Some limitations and further explanations of this study need to be considered. Firstly, it is possible that subjects may have experienced CVS as unpleasant, potentially inducing negative mood. We minimized the occurrence of potentially adverse side effects (e.g., mild nausea) by using air CVS instead of water CVS. Moreover, in a previous study (Preuss et al., 2014) using the identical stimulation method we used the Positive and Negative Affect Scale (Crawford and Henry, 2004) and the results showed no increase in negative mood ratings after left ear cold CVS. It is also noteworthy that a negative mood needs not necessarily lead to a decrease in purchase behavior because as subjects may try to regulate their affective state by buying (Rook, 1987; O’Guinn and Faber, 1989; Faber, 1992; Dittmar et al., 2007). Secondly, CVS is an indirect method of brain stimulation, which affects the firing rate of the afferent vestibular nerve that projects to the vestibular nuclei in the brain stem and from there via cortico-thalamic projections to the cortex (Barmack, 2003; Lopez and Blanke, 2011; Lopez et al., 2012). Hence, CVS does not exclusively activate the insular cortex but rather a broad cortical vestibular network with the insula being the core region. Another explanation is that CVS exerted a direct effect on brain structures that are involved in decision-making such as the ACC (Volz et al., 2005). ACC activation did not predict purchase decisions in the SHOP task used by Knutson et al. (2007). However, ACC plays an important role in the processing of conflicting information (Botvinick et al., 2004), and this is for example the case when a very costly product is highly desirable. ACC activation does not necessarily predict how a conflict is solved, but it may facilitate conflict resolution (Knutson et al., 2007) and its activation is associated with risk avoidance (Brown and Braver, 2007). Therefore, it remains possible that CVS had a direct effect on brain structures that are involved in decision-making by having made subjects more risk-aversive. Future imaging studies should further investigate the effect of CVS on ACC and risky decision-making. Furthermore, it would be interesting to examine the influence of CVS on individual differences in purchase behavior by using personality traits as potential moderating variables.

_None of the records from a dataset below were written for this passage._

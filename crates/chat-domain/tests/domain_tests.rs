//! Pruebas de integración del vocabulario de dominio: rutas + merge +
//! plantillas + masking trabajando juntos como lo hace el runtime.

use chat_domain::pii::PiiMasker;
use chat_domain::state::{deep_merge, ensure_roots, get_path, set_path};
use chat_domain::template::{strip_unresolved, substitute, substitute_value};
use chat_domain::types::ConnectionType;
use serde_json::json;

#[test]
fn pending_variables_merge_like_the_runtime_does() {
    // El engine acumula escrituras en un mapa pendiente y luego lo funde
    // sobre el estado: escalares reemplazan, mapas recursan.
    let mut state = json!({"user": {"name": "Ada"}, "temp": {"quiz": [1, 2]}});
    ensure_roots(&mut state);

    let mut pending = json!({});
    set_path(&mut pending, "results.total", json!(20));
    set_path(&mut pending, "user.level", json!("advanced"));

    deep_merge(&mut state, &pending);

    assert_eq!(get_path(&state, "results.total"), Some(&json!(20)));
    assert_eq!(get_path(&state, "user.name"), Some(&json!("Ada")));
    assert_eq!(get_path(&state, "user.level"), Some(&json!("advanced")));
}

#[test]
fn outbound_payload_pipeline_substitute_then_strip() {
    // Un body con un token resoluble y otro que no resuelve.
    let state = json!({"user": {"name": "Ada"}});
    let body = json!({"name": "{{user.name}}", "school_id": "{{context.school_id}}"});

    let substituted = substitute_value(&body, &state);
    let outbound = strip_unresolved(&substituted);

    assert_eq!(outbound, json!({"name": "Ada", "school_id": null}));
}

#[test]
fn masked_state_never_leaks_raw_emails() {
    let masker = PiiMasker::new();
    let state = json!({
        "user": {"email": "kid@school.org", "age": 9},
        "temp": {"note": "contact parent@family.net please"},
    });
    let masked = masker.mask_state(&state);
    let rendered = masked.to_string();
    assert!(!rendered.contains("kid@school.org"));
    assert!(!rendered.contains("parent@family.net"));
    assert!(rendered.contains("[EMAIL]") || rendered.contains("[MASKED:"));
}

#[test]
fn wire_tokens_cover_the_published_table() {
    for (token, expected) in [("DEFAULT", ConnectionType::Default),
                              ("SUCCESS", ConnectionType::Success),
                              ("FAILURE", ConnectionType::Failure),
                              ("$0", ConnectionType::Option0),
                              ("$1", ConnectionType::Option1)]
    {
        assert_eq!(ConnectionType::from_token(token), expected);
        assert_eq!(expected.to_token(), token);
    }
}

#[test]
fn templates_render_inside_message_text() {
    let state = json!({"user": {"name": "Ada"}, "results": {"total": 20}});
    let rendered = substitute("Bien {{user.name}}, sacaste {{results.total}} puntos", &state);
    assert_eq!(rendered, "Bien Ada, sacaste 20 puntos");
}
//! Modelo de flujos: definición, nodos y conexiones.
//!
//! `Flow.flow_data` es el snapshot denormalizado del grafo; las filas de
//! `Node`/`Connection` son la forma canónica. La sincronización entre ambas
//! vive en `crate::snapshot`.

use chrono::{DateTime, Utc};
use serde::{Deserialize, Serialize};
use serde_json::Value;
use uuid::Uuid;

use chat_domain::types::{ConnectionType, NodeType};

/// Definición persistida de un flujo (unidad de publicación).
#[derive(Debug, Clone, Serialize, Deserialize)]
pub struct Flow {
    pub id: Uuid,
    pub name: String,
    pub description: Option<String>,
    pub version: String,
    pub entry_node_id: String,
    /// Snapshot denormalizado `{nodes, connections, ...claves de autor}`.
    pub flow_data: Value,
    pub info: Value,
    /// Contrato opcional: `{"requires": [rutas], "returns": [rutas]}`.
    pub contract: Option<Value>,
    pub is_published: bool,
    pub is_active: bool,
    pub trace_enabled: bool,
    /// 0..=100; ver sampling determinista del tracer.
    pub trace_sample_rate: i32,
    pub retention_days: i32,
    pub created_by: Option<Uuid>,
    pub published_by: Option<Uuid>,
    pub created_at: DateTime<Utc>,
    pub updated_at: DateTime<Utc>,
    pub published_at: Option<DateTime<Utc>>,
}

/// Fila canónica de un nodo del grafo. `(flow_id, node_id)` es único.
#[derive(Debug, Clone, Serialize, Deserialize)]
pub struct Node {
    pub id: Uuid,
    pub flow_id: Uuid,
    pub node_id: String,
    pub node_type: NodeType,
    pub template: Option<String>,
    pub content: Value,
    pub position: Value,
    pub info: Value,
    pub created_at: DateTime<Utc>,
    pub updated_at: DateTime<Utc>,
}

/// Arista dirigida etiquetada. `(flow_id, source, target, type)` es único.
#[derive(Debug, Clone, Serialize, Deserialize)]
pub struct Connection {
    pub id: Uuid,
    pub flow_id: Uuid,
    pub source_node_id: String,
    pub target_node_id: String,
    pub connection_type: ConnectionType,
    pub conditions: Value,
    pub info: Value,
    pub created_at: DateTime<Utc>,
}

/// Flujo con su grafo cargado eager (nodos + conexiones).
#[derive(Debug, Clone)]
pub struct FlowGraph {
    pub flow: Flow,
    pub nodes: Vec<Node>,
    pub connections: Vec<Connection>,
}

/// Datos para crear un flujo. Si `flow_data` trae nodos/conexiones se
/// materializan en las tablas canónicas dentro de la misma transacción.
#[derive(Debug, Clone, Default)]
pub struct FlowSpec {
    pub name: String,
    pub description: Option<String>,
    pub version: String,
    pub entry_node_id: String,
    pub flow_data: Value,
    pub info: Value,
    pub contract: Option<Value>,
    pub trace_enabled: bool,
    pub trace_sample_rate: i32,
    pub retention_days: Option<i32>,
    pub created_by: Option<Uuid>,
}

/// Patch parcial de campos no-grafo de un flujo.
#[derive(Debug, Clone, Default)]
pub struct FlowPatch {
    pub name: Option<String>,
    pub description: Option<String>,
    pub entry_node_id: Option<String>,
    pub info: Option<Value>,
    pub contract: Option<Value>,
    pub is_active: Option<bool>,
    pub trace_enabled: Option<bool>,
    pub trace_sample_rate: Option<i32>,
    pub retention_days: Option<i32>,
}

/// Datos para crear un nodo.
#[derive(Debug, Clone)]
pub struct NodeSpec {
    pub node_id: String,
    pub node_type: NodeType,
    pub template: Option<String>,
    pub content: Value,
    pub position: Option<Value>,
    pub info: Value,
}

/// Patch parcial de un nodo existente.
#[derive(Debug, Clone, Default)]
pub struct NodePatch {
    pub node_type: Option<NodeType>,
    pub template: Option<String>,
    pub content: Option<Value>,
    pub position: Option<Value>,
    pub info: Option<Value>,
}

/// Datos para crear una conexión.
#[derive(Debug, Clone)]
pub struct ConnectionSpec {
    pub source_node_id: String,
    pub target_node_id: String,
    pub connection_type: ConnectionType,
    pub conditions: Value,
    pub info: Value,
}

/// Filtros de listado de flujos.
#[derive(Debug, Clone, Default)]
pub struct FlowFilter {
    pub published: Option<bool>,
    pub active: Option<bool>,
    pub search: Option<String>,
    pub version: Option<String>,
    pub skip: usize,
    pub limit: usize,
}
//! chat-persistence
//!
//! Backends Postgres (Diesel) de los contratos del core: `ChatStore`,
//! `FlowAuthoring` y el controlador de concurrencia por advisory locks, más
//! el dispatcher del outbox y el cleanup de retención de trazas.
//!
//! Paridad: cada operación debe observar exactamente la misma semántica que
//! el backend en memoria de `chat-core` (la política de revisiones y los
//! payloads de eventos se comparten como funciones puras del core).
//!
//! Módulos:
//! - `pg`: implementaciones sobre Postgres (store, locks, outbox, trazas).
//! - `migrations`: runner embebido de migraciones Diesel (tablas + trigger
//!   `notify_flow_event`).
//! - `config`: carga de configuración desde .env.
//! - `schema`: tablas Diesel declaradas para compilar queries.

pub mod config;
pub mod error;
pub mod migrations;
pub mod pg;
pub mod schema;

pub use config::init_dotenv;
pub use error::PersistenceError;
pub use pg::{build_dev_pool_from_env, build_pool, OutboxDispatcher, PgChatStore, PgPool, PgSessionLocks,
             TraceCleanup};
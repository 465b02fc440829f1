//! Controlador de concurrencia por sesión.
//!
//! Modelo: cooperativo mono-hilo dentro de una sesión (sección crítica
//! serializada por un advisory lock por sesión), paralelo entre sesiones.
//! El lock se adquiere con try-then-poll (100 ms) hasta el deadline; el
//! guard lo libera en todo camino de salida (Drop).
//!
//! La resolución de conflictos de revisión ("user wins") vive en
//! `resolve_revision_conflict`, compartida por los dos backends para que la
//! política sea idéntica en memoria y en Postgres.

use std::collections::HashSet;
use std::sync::{Arc, Mutex};
use std::time::{Duration, Instant};

use log::{info, warn};
use uuid::Uuid;

use crate::constants::{DEFAULT_LOCK_TIMEOUT_SECS, LOCK_POLL_INTERVAL_MS};
use crate::errors::EngineError;
use crate::model::Session;
use crate::store::{ChatStore, SessionUpdate, UpdateOutcome};

/// Timeout por defecto del lock de sesión.
pub fn default_lock_timeout() -> Duration {
    Duration::from_secs(DEFAULT_LOCK_TIMEOUT_SECS)
}

/// Adquisición del lock exclusivo de una sesión.
///
/// El guard devuelto mantiene el lock mientras viva; soltarlo (Drop) lo
/// libera. Exceder el timeout devuelve `EngineError::Timeout` sin panic.
pub trait ConcurrencyController {
    type Guard;

    fn acquire_session_lock(&self, session_id: Uuid, timeout: Duration) -> Result<Self::Guard, EngineError>;
}

/// Decisión de la política de revisión.
#[derive(Debug, Clone, PartialEq, Eq)]
pub enum RevisionDecision {
    Apply,
    /// Conflicto: la tarea de fondo debe abortar su update.
    Reject(String),
}

/// Compara la revisión esperada contra la almacenada y aplica la política
/// "user wins": las interacciones de usuario sobreescriben (con warn), las
/// tareas de fondo se rechazan.
pub fn resolve_revision_conflict(stored: &Session, expected: Option<i32>, user_initiated: bool) -> RevisionDecision {
    let Some(expected) = expected else {
        return RevisionDecision::Apply;
    };
    if stored.revision == expected {
        return RevisionDecision::Apply;
    }
    if user_initiated {
        warn!("user interaction overriding concurrent update session_id={} expected_revision={} current_revision={}",
              stored.id, expected, stored.revision);
        RevisionDecision::Apply
    } else {
        info!("background task skipped due to concurrent user activity session_id={} expected_revision={} current_revision={}",
              stored.id, expected, stored.revision);
        RevisionDecision::Reject("Concurrent modification detected".to_string())
    }
}

/// Actualización segura: lock → load → función pura → update con control de
/// revisión → release.
///
/// `update_fn` debe ser re-entrante y sin efectos fuera del estado que
/// devuelve (puede reintentarse).
pub fn safe_session_update<S, C, F>(store: &S,
                                    controller: &C,
                                    session_id: Uuid,
                                    user_initiated: bool,
                                    timeout: Option<Duration>,
                                    update_fn: F)
                                    -> Result<UpdateOutcome, EngineError>
    where S: ChatStore,
          C: ConcurrencyController,
          F: Fn(&Session) -> Result<serde_json::Value, EngineError>
{
    let _guard = controller.acquire_session_lock(session_id, timeout.unwrap_or_else(default_lock_timeout))?;

    let session = store.session_by_id(session_id)?
                       .ok_or_else(|| EngineError::NotFound(format!("session {session_id}")))?;
    let new_state = update_fn(&session)?;

    let update = SessionUpdate { session_id,
                                 new_state,
                                 current_node_id: session.current_node_id.clone(),
                                 expected_revision: Some(session.revision),
                                 user_initiated };
    store.commit_tick(&update, &[], None)
    // _guard se libera aquí, después del commit
}

/// Controlador en memoria: un set de sesiones bloqueadas tras un mutex.
///
/// Misma semántica observable que el backend de advisory locks: exclusión
/// por sesión, espera con poll y timeout.
#[derive(Debug, Clone, Default)]
pub struct InMemoryLocks {
    held: Arc<Mutex<HashSet<Uuid>>>,
}

impl InMemoryLocks {
    pub fn new() -> Self {
        Self::default()
    }

    fn try_acquire(&self, session_id: Uuid) -> bool {
        let mut held = self.held.lock().expect("locks mutex poisoned");
        held.insert(session_id)
    }
}

/// Guard del lock en memoria; libera al hacer Drop.
pub struct InMemoryLockGuard {
    held: Arc<Mutex<HashSet<Uuid>>>,
    session_id: Uuid,
}

impl Drop for InMemoryLockGuard {
    fn drop(&mut self) {
        if let Ok(mut held) = self.held.lock() {
            held.remove(&self.session_id);
        }
    }
}

impl ConcurrencyController for InMemoryLocks {
    type Guard = InMemoryLockGuard;

    fn acquire_session_lock(&self, session_id: Uuid, timeout: Duration) -> Result<Self::Guard, EngineError> {
        let deadline = Instant::now() + timeout;
        loop {
            if self.try_acquire(session_id) {
                return Ok(InMemoryLockGuard { held: Arc::clone(&self.held), session_id });
            }
            if Instant::now() >= deadline {
                return Err(EngineError::Timeout(format!("session lock {session_id} not acquired within {timeout:?}")));
            }
            std::thread::sleep(Duration::from_millis(LOCK_POLL_INTERVAL_MS));
        }
    }
}

#[cfg(test)]
mod tests {
    use super::*;

    #[test]
    fn lock_is_exclusive_until_dropped() {
        let locks = InMemoryLocks::new();
        let id = Uuid::new_v4();
        let guard = locks.acquire_session_lock(id, Duration::from_millis(10)).unwrap();
        let err = locks.acquire_session_lock(id, Duration::from_millis(10)).err().unwrap();
        assert!(matches!(err, EngineError::Timeout(_)));
        drop(guard);
        assert!(locks.acquire_session_lock(id, Duration::from_millis(10)).is_ok());
    }

    #[test]
    fn unrelated_sessions_do_not_block_each_other() {
        let locks = InMemoryLocks::new();
        let _a = locks.acquire_session_lock(Uuid::new_v4(), Duration::from_millis(10)).unwrap();
        assert!(locks.acquire_session_lock(Uuid::new_v4(), Duration::from_millis(10)).is_ok());
    }
}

Nevertheless, CVS is a novel method in decision neuroscience that, for the first time, offers a safe possibility to noninvasively stimulate brain areas involved in decision-making that are otherwise not accessible to experimental manipulation. The results suggest that the effect of CVS on purchase decision outcome reflects an overlap of vestibular and affective circuits. In conclusion, CVS attenuated the pleasant and rewarding effect of acquisition by modulating the activity in overlapping emotional and vestibular brain areas.

Author Contributions

Nora Preuss, Gregor Hasler and Fred W. Mast designed the experimental setup. Nora Preuss collected and analyzed the data. Gregor Hasler, Fred W. Mast and Nora Preuss interpreted the results and Nora Preuss wrote the first draft of the article. Fred W. Mast and Gregor Hasler critically revised the article and all authors approved the final version. The authors are accountable for all aspects of the work and ensure that questions related to the accuracy or integrity of any part of the work are appropriately investigated and resolved.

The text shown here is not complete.